Still, a respectful and absorbing page-turner.

Hannah’s new novel is an homage to the extraordinary courage and endurance of Frenchwomen during World War II.

In 1995, an elderly unnamed widow is moving into an Oregon nursing home on the urging of her controlling son, Julien, a surgeon. This trajectory is interrupted when she receives an invitation to return to France to attend a ceremony honoring passeurs: people who aided the escape of others during the war. Cut to spring, 1940: Viann has said goodbye to husband Antoine, who's off to hold the Maginot line against invading Germans. She returns to tending her small farm, Le Jardin, in the Loire Valley, teaching at the local school and coping with daughter Sophie’s adolescent rebellion. Soon, that world is upended: The Germans march into Paris and refugees flee south, overrunning Viann’s land.
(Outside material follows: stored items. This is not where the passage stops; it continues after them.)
use anyhow::{anyhow, Result};
use async_trait::async_trait;
use std::collections::HashSet;
use std::sync::Arc;
use tokio::sync::Mutex;

use shopify_ebay_bridge::config;
use shopify_ebay_bridge::ebay::model::{InventoryItem, Offer};
use shopify_ebay_bridge::ebay::EbayService;
use shopify_ebay_bridge::handlers;
use shopify_ebay_bridge::model::{LogLevel, RunStatus};
use shopify_ebay_bridge::shopify::{Product, ProductWebhook, ShopifyService, Variant};
use shopify_ebay_bridge::store::{MemoryStore, Store};
use shopify_ebay_bridge::sync;

fn listing_config() -> config::Ebay {
    let cfg: config::Config = serde_yaml::from_str(config::example()).unwrap();
    cfg.ebay
}

fn variant(id: i64, product_id: i64, sku: Option<&str>, qty: i64) -> Variant {
    Variant {
        id,
        product_id,
        sku: sku.map(str::to_string),
        price: "19.99".into(),
        inventory_quantity: qty,
    }
}

fn product(id: i64, title: &str, variants: Vec<Variant>) -> Product {
    Product {
        id,
        title: title.into(),
        body_html: None,
        variants,
    }
}

#[derive(Clone, Default)]
struct RecordingEbay {
    fail_skus: Arc<Mutex<HashSet<String>>>,
    inventory_calls: Arc<Mutex<Vec<String>>>,
    offers_created: Arc<Mutex<Vec<Offer>>>,
    offers_updated: Arc<Mutex<Vec<(String, Offer)>>>,
    published: Arc<Mutex<Vec<String>>>,
}

impl RecordingEbay {
    async fn fail_sku(&self, sku: &str) {
        self.fail_skus.lock().await.insert(sku.to_string());
    }

    async fn inventory_calls(&self) -> Vec<String> {
        self.inventory_calls.lock().await.clone()
    }

    async fn offers_created(&self) -> Vec<Offer> {
        self.offers_created.lock().await.clone()
    }

    async fn offers_updated(&self) -> Vec<(String, Offer)> {
        self.offers_updated.lock().await.clone()
    }

    async fn published(&self) -> Vec<String> {
        self.published.lock().await.clone()
    }
}

#[async_trait]
impl EbayService for RecordingEbay {
    async fn upsert_inventory_item(&self, sku: &str, _item: &InventoryItem) -> Result<()> {
        if self.fail_skus.lock().await.contains(sku) {
            return Err(anyhow!("ebay inventory item error 500: internal error"));
        }
        self.inventory_calls.lock().await.push(sku.to_string());
        Ok(())
    }

    async fn create_offer(&self, offer: &Offer) -> Result<String> {
        let mut created = self.offers_created.lock().await;
        created.push(offer.clone());
        Ok(format!("offer-{}", created.len()))
    }

    async fn update_offer(&self, offer_id: &str, offer: &Offer) -> Result<()> {
        self.offers_updated
            .lock()
            .await
            .push((offer_id.to_string(), offer.clone()));
        Ok(())
    }

    async fn publish_offer(&self, offer_id: &str) -> Result<String> {
        self.published.lock().await.push(offer_id.to_string());
        Ok(format!("listing-for-{offer_id}"))
    }
}

#[derive(Clone, Default)]
struct FakeShopify {
    products: Arc<Mutex<Vec<Product>>>,
    fail: Arc<Mutex<bool>>,
}

impl FakeShopify {
    async fn set_products(&self, products: Vec<Product>) {
        *self.products.lock().await = products;
    }

    async fn fail_next(&self) {
        *self.fail.lock().await = true;
    }
}

#[async_trait]
impl ShopifyService for FakeShopify {
    async fn list_products(&self, _shop: &str, _token: &str) -> Result<Vec<Product>> {
        if *self.fail.lock().await {
            return Err(anyhow!("shopify error 503: service unavailable"));
        }
        Ok(self.products.lock().await.clone())
    }

    async fn register_webhook(
        &self,
        _shop: &str,
        _token: &str,
        _topic: &str,
        _address: &str,
    ) -> Result<()> {
        Ok(())
    }
}

fn webhook(id: i64, title: &str, variants: Vec<Variant>) -> ProductWebhook {
    let raw = serde_json::json!({
        "id": id,
        "title": title,
        "variants": variants.iter().map(|v| serde_json::json!({
            "id": v.id,
            "product_id": v.product_id,
            "sku": v.sku.clone(),
            "price": v.price.clone(),
            "inventory_quantity": v.inventory_quantity,
        })).collect::<Vec<_>>(),
    });
    serde_json::from_value(raw).unwrap()
}

#[tokio::test]
async fn product_webhook_publishes_and_records_run() {
    let store = MemoryStore::new();
    let ebay = RecordingEbay::default();
    let listing = listing_config();
    let shop = "demo.myshopify.com";

    let payload = webhook(1, "Widget", vec![variant(11, 1, Some("W-1"), 5)]);
    handlers::handle_product_update(&store, &ebay, &listing, shop, "evt-1", payload)
        .await
        .unwrap();

    assert_eq!(ebay.inventory_calls().await, vec!["W-1"]);
    let created = ebay.offers_created().await;
    assert_eq!(created.len(), 1);
    assert_eq!(created[0].sku, "W-1");
    assert_eq!(created[0].pricing_summary.price.value, "19.99");
    assert_eq!(ebay.published().await, vec!["offer-1"]);

    let runs = store.list_runs(shop, 10).await.unwrap();
    assert_eq!(runs.len(), 1);
    assert_eq!(runs[0].status, RunStatus::Success);
    assert_eq!(runs[0].trigger, "webhook");
    assert_eq!(runs[0].summary["synced"], 1);

    let link = store.get_link_by_sku(shop, "W-1").await.unwrap().unwrap();
    assert_eq!(link.ebay_offer_id.as_deref(), Some("offer-1"));
    assert_eq!(link.ebay_listing_id.as_deref(), Some("listing-for-offer-1"));
    assert_eq!(link.status, "published");
    assert_eq!(link.last_error, None);

    assert!(store.is_processed("evt-1").await.unwrap());
}

#[tokio::test]
async fn redelivered_webhook_is_a_no_op() {
    let store = MemoryStore::new();
    let ebay = RecordingEbay::default();
    let listing = listing_config();
    let shop = "demo.myshopify.com";

    let payload = webhook(1, "Widget", vec![variant(11, 1, Some("W-1"), 5)]);
    handlers::handle_product_update(&store, &ebay, &listing, shop, "evt-1", payload.clone())
        .await
        .unwrap();
    handlers::handle_product_update(&store, &ebay, &listing, shop, "evt-1", payload)
        .await
        .unwrap();

    assert_eq!(ebay.inventory_calls().await.len(), 1);
    assert_eq!(ebay.offers_created().await.len(), 1);
    assert_eq!(store.list_runs(shop, 10).await.unwrap().len(), 1);
}

#[tokio::test]
async fn second_sync_updates_existing_offer() {
    let store = MemoryStore::new();
    let ebay = RecordingEbay::default();
    let listing = listing_config();
    let shop = "demo.myshopify.com";

    let first = webhook(1, "Widget", vec![variant(11, 1, Some("W-1"), 5)]);
    handlers::handle_product_update(&store, &ebay, &listing, shop, "evt-1", first)
        .await
        .unwrap();

    let second = webhook(1, "Widget v2", vec![variant(11, 1, Some("W-1"), 9)]);
    handlers::handle_product_update(&store, &ebay, &listing, shop, "evt-2", second)
        .await
        .unwrap();

    // One create+publish from the first event, one update from the second.
    assert_eq!(ebay.offers_created().await.len(), 1);
    assert_eq!(ebay.published().await.len(), 1);
    let updated = ebay.offers_updated().await;
    assert_eq!(updated.len(), 1);
    assert_eq!(updated[0].0, "offer-1");
    assert_eq!(updated[0].1.available_quantity, 9);

    let link = store.get_link_by_sku(shop, "W-1").await.unwrap().unwrap();
    assert_eq!(link.ebay_offer_id.as_deref(), Some("offer-1"));
    // The listing id from the first publish survives the update.
    assert_eq!(link.ebay_listing_id.as_deref(), Some("listing-for-offer-1"));
}

#[tokio::test]
async fn relay_failure_finishes_run_with_error() {
    let store = MemoryStore::new();
    let ebay = RecordingEbay::default();
    ebay.fail_sku("BAD-1").await;
    let listing = listing_config();
    let shop = "demo.myshopify.com";

    let payload = webhook(
        1,
        "Widget",
        vec![variant(11, 1, Some("W-1"), 5), variant(12, 1, Some("BAD-1"), 2)],
    );
    handlers::handle_product_update(&store, &ebay, &listing, shop, "evt-1", payload)
        .await
        .unwrap();

    let runs = store.list_runs(shop, 10).await.unwrap();
    assert_eq!(runs[0].status, RunStatus::Error);
    assert_eq!(runs[0].summary["synced"], 1);
    assert_eq!(runs[0].summary["failed"], 1);

    // Failure detail reaches the link registry and the run log verbatim.
    let link = store.get_link_by_sku(shop, "BAD-1").await.unwrap().unwrap();
    let last_error = link.last_error.unwrap();
    assert!(last_error.contains("ebay inventory item error 500"));

    let (_, logs) = store
        .get_run_with_logs(shop, &runs[0].id, 10)
        .await
        .unwrap()
        .unwrap();
    let error_log = logs.iter().find(|l| l.level == LogLevel::Error).unwrap();
    assert!(error_log.message.contains("BAD-1"));
    assert!(error_log.message.contains("internal error"));

    // The event still counts as handled; redelivery would repeat the failure.
    assert!(store.is_processed("evt-1").await.unwrap());
}

#[tokio::test]
async fn variants_without_sku_are_skipped() {
    let store = MemoryStore::new();
    let ebay = RecordingEbay::default();
    let listing = listing_config();
    let shop = "demo.myshopify.com";

    let payload = webhook(1, "Widget", vec![variant(11, 1, None, 5)]);
    handlers::handle_product_update(&store, &ebay, &listing, shop, "evt-1", payload)
        .await
        .unwrap();

    assert!(ebay.inventory_calls().await.is_empty());
    let runs = store.list_runs(shop, 10).await.unwrap();
    assert_eq!(runs[0].status, RunStatus::Success);
    assert_eq!(runs[0].summary["skipped"], 1);
}

#[tokio::test]
async fn cron_sync_covers_all_products() {
    let store = MemoryStore::new();
    let ebay = RecordingEbay::default();
    let shopify = FakeShopify::default();
    let listing = listing_config();
    let shop = "demo.myshopify.com";

    store.set_token(shop, "tok").await.unwrap();
    shopify
        .set_products(vec![
            product(1, "Widget", vec![variant(11, 1, Some("W-1"), 5)]),
            product(2, "Gadget", vec![variant(21, 2, Some("G-1"), 3)]),
        ])
        .await;

    let run_id = sync::run_product_sync(
        &store,
        &shopify,
        &ebay,
        &listing,
        shop,
        "cron",
        serde_json::json!({}),
    )
    .await
    .unwrap();

    let (run, logs) = store
        .get_run_with_logs(shop, &run_id, 20)
        .await
        .unwrap()
        .unwrap();
    assert_eq!(run.status, RunStatus::Success);
    assert_eq!(run.trigger, "cron");
    assert_eq!(run.summary["synced"], 2);
    assert_eq!(logs[0].message, "fetched 2 products");

    assert_eq!(ebay.inventory_calls().await, vec!["W-1", "G-1"]);
    assert_eq!(store.list_links(shop, 10).await.unwrap().len(), 2);
}

#[tokio::test]
async fn missing_token_finishes_run_with_error() {
    let store = MemoryStore::new();
    let ebay = RecordingEbay::default();
    let shopify = FakeShopify::default();
    let listing = listing_config();

    let run_id = sync::run_product_sync(
        &store,
        &shopify,
        &ebay,
        &listing,
        "unauthed.myshopify.com",
        "manual",
        serde_json::json!({}),
    )
    .await
    .unwrap();

    let (run, logs) = store
        .get_run_with_logs("unauthed.myshopify.com", &run_id, 10)
        .await
        .unwrap()
        .unwrap();
    assert_eq!(run.status, RunStatus::Error);
    assert_eq!(run.summary["reason"], "missing access token");
    assert_eq!(logs.len(), 1);
    assert_eq!(logs[0].level, LogLevel::Error);
    assert!(ebay.inventory_calls().await.is_empty());
}

#[tokio::test]
async fn product_fetch_failure_is_captured_in_summary() {
    let store = MemoryStore::new();
    let ebay = RecordingEbay::default();
    let shopify = FakeShopify::default();
    let listing = listing_config();
    let shop = "demo.myshopify.com";

    store.set_token(shop, "tok").await.unwrap();
    shopify.fail_next().await;

    let run_id = sync::run_product_sync(
        &store,
        &shopify,
        &ebay,
        &listing,
        shop,
        "cron",
        serde_json::json!({}),
    )
    .await
    .unwrap();

    let (run, _) = store
        .get_run_with_logs(shop, &run_id, 10)
        .await
        .unwrap()
        .unwrap();
    assert_eq!(run.status, RunStatus::Error);
    assert!(run.summary["reason"]
        .as_str()
        .unwrap()
        .contains("shopify error 503"));
}

#[tokio::test]
async fn inventory_webhook_triggers_resync_once() {
    let store = MemoryStore::new();
    let ebay = RecordingEbay::default();
    let shopify = FakeShopify::default();
    let listing = listing_config();
    let shop = "demo.myshopify.com";

    store.set_token(shop, "tok").await.unwrap();
    shopify
        .set_products(vec![product(1, "Widget", vec![variant(11, 1, Some("W-1"), 2)])])
        .await;

    let payload: shopify_ebay_bridge::shopify::InventoryLevelWebhook = serde_json::from_value(
        serde_json::json!({"inventory_item_id": 900, "available": 2, "location_id": 7}),
    )
    .unwrap();

    handlers::handle_inventory_update(
        &store, &shopify, &ebay, &listing, shop, "inv-evt-1", payload.clone(),
    )
    .await
    .unwrap();
    handlers::handle_inventory_update(
        &store, &shopify, &ebay, &listing, shop, "inv-evt-1", payload,
    )
    .await
    .unwrap();

    assert_eq!(store.list_runs(shop, 10).await.unwrap().len(), 1);
    assert_eq!(ebay.inventory_calls().await, vec!["W-1"]);
}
Her long-estranged younger sister, Isabelle, who has been kicked out of multiple convent schools, is sent to Le Jardin by Julien, their father in Paris, a drunken, decidedly unpaternal Great War veteran. As the depredations increase in the occupied zone—food rationing, systematic looting, and the billeting of a German officer, Capt. Beck, at Le Jardin—Isabelle’s outspokenness is a liability. She joins the Resistance, volunteering for dangerous duty: shepherding downed Allied airmen across the Pyrenees to Spain. Code-named the Nightingale, Isabelle will rescue many before she's captured. Meanwhile, Viann’s journey from passive to active resistance is less dramatic but no less wrenching. Hannah vividly demonstrates how the Nazis, through starvation, intimidation and barbarity both casual and calculated, demoralized the French, engineering a community collapse that enabled the deportations and deaths of more than 70,000 Jews. Hannah’s proven storytelling skills are ideally suited to depicting such cataclysmic events, but her tendency to sentimentalize undermines the gravitas of this tale.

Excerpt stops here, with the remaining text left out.